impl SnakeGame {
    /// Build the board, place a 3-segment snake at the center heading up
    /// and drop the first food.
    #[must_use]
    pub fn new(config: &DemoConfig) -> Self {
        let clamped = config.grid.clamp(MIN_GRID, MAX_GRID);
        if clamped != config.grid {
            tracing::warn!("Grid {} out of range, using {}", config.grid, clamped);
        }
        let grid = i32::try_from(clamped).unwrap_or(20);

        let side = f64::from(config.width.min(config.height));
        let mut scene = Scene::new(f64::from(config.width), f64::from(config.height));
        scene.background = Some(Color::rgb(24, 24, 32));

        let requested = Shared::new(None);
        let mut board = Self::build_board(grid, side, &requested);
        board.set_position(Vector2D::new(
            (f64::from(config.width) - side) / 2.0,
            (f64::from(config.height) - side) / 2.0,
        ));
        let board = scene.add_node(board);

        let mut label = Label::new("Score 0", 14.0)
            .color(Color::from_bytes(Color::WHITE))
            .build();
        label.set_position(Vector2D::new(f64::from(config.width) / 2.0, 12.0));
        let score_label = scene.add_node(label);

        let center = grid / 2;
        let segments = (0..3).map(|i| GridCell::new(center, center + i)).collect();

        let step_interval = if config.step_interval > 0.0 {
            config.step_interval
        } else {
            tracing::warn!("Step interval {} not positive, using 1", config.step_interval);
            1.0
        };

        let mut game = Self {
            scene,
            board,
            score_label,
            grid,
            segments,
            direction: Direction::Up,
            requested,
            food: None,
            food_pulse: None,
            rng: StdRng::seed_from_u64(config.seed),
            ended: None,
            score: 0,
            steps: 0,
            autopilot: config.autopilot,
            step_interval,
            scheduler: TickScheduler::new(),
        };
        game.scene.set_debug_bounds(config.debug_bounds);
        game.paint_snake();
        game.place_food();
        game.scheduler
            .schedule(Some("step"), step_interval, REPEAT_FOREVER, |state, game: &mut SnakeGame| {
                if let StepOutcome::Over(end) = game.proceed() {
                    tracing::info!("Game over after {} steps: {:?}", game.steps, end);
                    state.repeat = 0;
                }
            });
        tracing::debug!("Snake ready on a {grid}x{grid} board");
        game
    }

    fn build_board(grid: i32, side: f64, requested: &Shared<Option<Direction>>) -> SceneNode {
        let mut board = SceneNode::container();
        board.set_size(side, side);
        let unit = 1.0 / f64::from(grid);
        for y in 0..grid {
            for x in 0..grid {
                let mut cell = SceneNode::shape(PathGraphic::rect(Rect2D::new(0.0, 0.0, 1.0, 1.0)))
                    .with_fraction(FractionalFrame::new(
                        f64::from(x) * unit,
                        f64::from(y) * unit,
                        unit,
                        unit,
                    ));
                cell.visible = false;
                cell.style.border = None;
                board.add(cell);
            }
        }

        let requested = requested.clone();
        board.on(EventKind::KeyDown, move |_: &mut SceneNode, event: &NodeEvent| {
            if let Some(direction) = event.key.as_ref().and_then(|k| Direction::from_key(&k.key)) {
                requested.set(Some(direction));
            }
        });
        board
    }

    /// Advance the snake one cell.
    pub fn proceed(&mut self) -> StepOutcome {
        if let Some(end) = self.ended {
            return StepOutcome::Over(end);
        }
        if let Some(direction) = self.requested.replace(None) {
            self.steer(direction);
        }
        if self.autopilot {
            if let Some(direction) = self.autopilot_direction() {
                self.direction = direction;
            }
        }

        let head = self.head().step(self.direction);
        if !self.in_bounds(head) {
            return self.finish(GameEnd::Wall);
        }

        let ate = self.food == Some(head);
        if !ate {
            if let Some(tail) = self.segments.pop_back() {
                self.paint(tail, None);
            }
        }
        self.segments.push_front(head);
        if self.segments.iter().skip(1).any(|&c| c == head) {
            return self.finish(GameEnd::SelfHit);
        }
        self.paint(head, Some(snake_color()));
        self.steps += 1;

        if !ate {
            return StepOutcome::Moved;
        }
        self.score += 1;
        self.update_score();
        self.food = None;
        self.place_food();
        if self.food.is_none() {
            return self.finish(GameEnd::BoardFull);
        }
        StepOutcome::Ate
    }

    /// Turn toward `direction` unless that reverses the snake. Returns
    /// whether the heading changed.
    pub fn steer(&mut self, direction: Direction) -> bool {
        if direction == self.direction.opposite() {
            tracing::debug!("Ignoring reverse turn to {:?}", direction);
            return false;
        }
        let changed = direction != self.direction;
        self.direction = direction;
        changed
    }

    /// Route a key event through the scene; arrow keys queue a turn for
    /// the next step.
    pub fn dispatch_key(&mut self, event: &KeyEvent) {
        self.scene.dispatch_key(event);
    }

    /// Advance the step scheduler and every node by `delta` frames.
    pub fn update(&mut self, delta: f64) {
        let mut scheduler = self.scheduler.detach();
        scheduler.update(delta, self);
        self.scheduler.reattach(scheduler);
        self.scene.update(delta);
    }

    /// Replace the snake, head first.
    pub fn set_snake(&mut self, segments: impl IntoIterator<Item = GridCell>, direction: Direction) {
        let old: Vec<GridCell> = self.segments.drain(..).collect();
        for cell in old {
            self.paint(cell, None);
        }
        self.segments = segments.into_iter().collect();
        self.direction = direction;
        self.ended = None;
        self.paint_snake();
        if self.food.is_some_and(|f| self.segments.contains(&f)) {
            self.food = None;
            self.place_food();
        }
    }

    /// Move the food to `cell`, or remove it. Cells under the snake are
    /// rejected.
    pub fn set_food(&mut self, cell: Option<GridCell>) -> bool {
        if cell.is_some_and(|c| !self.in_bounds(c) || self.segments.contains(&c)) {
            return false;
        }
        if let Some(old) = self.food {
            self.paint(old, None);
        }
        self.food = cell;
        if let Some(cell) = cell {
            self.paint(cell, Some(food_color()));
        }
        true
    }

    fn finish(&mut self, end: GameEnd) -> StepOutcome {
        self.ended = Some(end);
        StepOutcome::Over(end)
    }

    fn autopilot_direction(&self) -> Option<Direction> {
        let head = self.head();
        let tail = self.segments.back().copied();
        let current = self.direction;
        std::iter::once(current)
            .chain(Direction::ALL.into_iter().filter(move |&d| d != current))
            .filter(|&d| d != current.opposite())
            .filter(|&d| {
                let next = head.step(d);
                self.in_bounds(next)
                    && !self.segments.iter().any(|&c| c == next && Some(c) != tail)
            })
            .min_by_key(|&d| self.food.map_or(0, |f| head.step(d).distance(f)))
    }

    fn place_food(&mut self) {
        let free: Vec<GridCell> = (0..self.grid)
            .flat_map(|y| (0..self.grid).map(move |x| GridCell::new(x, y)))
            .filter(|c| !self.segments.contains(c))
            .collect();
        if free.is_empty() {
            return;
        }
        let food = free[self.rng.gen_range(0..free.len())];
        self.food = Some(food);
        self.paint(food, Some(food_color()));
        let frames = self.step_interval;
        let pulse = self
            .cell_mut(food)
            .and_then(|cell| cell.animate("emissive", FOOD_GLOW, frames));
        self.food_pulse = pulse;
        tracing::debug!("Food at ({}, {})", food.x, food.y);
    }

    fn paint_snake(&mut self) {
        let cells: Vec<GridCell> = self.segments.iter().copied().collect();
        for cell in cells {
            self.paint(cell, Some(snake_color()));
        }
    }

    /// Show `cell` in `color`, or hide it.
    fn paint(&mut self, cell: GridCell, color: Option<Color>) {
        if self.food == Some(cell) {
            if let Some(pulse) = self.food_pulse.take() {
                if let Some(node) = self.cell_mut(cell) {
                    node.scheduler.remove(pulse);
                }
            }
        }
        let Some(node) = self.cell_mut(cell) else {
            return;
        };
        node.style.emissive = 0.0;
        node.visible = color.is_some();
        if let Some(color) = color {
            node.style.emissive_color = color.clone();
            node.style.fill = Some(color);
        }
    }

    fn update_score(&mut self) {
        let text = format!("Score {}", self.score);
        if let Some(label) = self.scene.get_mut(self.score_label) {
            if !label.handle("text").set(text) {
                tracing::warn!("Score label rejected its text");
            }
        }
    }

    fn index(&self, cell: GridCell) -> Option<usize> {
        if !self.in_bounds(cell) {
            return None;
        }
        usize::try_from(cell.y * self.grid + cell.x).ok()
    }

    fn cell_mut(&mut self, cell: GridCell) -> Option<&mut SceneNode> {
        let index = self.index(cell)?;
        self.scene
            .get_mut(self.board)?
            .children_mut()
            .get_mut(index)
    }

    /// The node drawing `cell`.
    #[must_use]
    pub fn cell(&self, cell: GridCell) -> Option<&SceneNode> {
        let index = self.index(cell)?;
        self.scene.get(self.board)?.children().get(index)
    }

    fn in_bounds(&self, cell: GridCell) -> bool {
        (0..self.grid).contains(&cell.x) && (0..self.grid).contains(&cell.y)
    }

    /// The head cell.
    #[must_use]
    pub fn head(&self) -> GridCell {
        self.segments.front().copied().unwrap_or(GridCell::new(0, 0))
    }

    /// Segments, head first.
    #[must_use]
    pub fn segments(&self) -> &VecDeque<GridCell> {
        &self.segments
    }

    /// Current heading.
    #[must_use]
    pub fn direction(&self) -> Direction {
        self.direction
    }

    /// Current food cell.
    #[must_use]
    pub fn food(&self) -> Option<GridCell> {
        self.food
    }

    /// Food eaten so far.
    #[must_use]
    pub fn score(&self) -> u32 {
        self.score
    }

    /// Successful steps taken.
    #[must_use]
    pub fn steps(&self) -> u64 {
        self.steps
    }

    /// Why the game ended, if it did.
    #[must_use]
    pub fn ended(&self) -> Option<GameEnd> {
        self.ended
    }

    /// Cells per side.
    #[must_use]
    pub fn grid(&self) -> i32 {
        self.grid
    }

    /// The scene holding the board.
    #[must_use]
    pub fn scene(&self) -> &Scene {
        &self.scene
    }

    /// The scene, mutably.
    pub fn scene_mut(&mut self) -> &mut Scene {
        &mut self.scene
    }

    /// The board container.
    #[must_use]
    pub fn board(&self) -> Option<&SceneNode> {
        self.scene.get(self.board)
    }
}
*-*-*
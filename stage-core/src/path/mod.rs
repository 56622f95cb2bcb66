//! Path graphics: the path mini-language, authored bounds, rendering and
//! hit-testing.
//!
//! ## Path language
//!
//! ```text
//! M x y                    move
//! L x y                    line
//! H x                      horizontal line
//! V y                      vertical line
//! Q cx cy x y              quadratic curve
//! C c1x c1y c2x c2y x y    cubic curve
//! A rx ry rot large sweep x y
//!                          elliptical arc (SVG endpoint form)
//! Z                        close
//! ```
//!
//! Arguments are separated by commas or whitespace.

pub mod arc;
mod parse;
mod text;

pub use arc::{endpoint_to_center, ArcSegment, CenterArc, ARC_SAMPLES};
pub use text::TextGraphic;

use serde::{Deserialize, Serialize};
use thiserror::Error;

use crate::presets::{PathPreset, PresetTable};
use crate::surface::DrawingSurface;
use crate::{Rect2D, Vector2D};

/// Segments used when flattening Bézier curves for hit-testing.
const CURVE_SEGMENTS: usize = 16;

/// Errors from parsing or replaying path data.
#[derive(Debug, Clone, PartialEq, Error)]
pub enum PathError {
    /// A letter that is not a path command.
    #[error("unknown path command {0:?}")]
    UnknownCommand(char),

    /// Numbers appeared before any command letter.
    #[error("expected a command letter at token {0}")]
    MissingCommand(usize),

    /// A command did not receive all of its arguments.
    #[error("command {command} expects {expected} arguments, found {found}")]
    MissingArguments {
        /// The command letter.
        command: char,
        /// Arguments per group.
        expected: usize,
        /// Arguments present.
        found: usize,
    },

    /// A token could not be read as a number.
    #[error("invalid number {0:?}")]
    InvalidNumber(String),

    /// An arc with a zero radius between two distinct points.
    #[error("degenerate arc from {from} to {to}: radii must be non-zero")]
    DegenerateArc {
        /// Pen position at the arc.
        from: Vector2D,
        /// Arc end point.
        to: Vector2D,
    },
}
*-*-*
**REQUIRED ACTION:** The entries above hold the needed span. Transcribe exactly the lines from the one with "let next = head.step(d);" to the one with "fn place_food(&mut self)", both included.

**TASK ANSWER:**
                let next = head.step(d);
                self.in_bounds(next)
                    && !self.segments.iter().any(|&c| c == next && Some(c) != tail)
            })
            .min_by_key(|&d| self.food.map_or(0, |f| head.step(d).distance(f)))
    }

    fn place_food(&mut self) {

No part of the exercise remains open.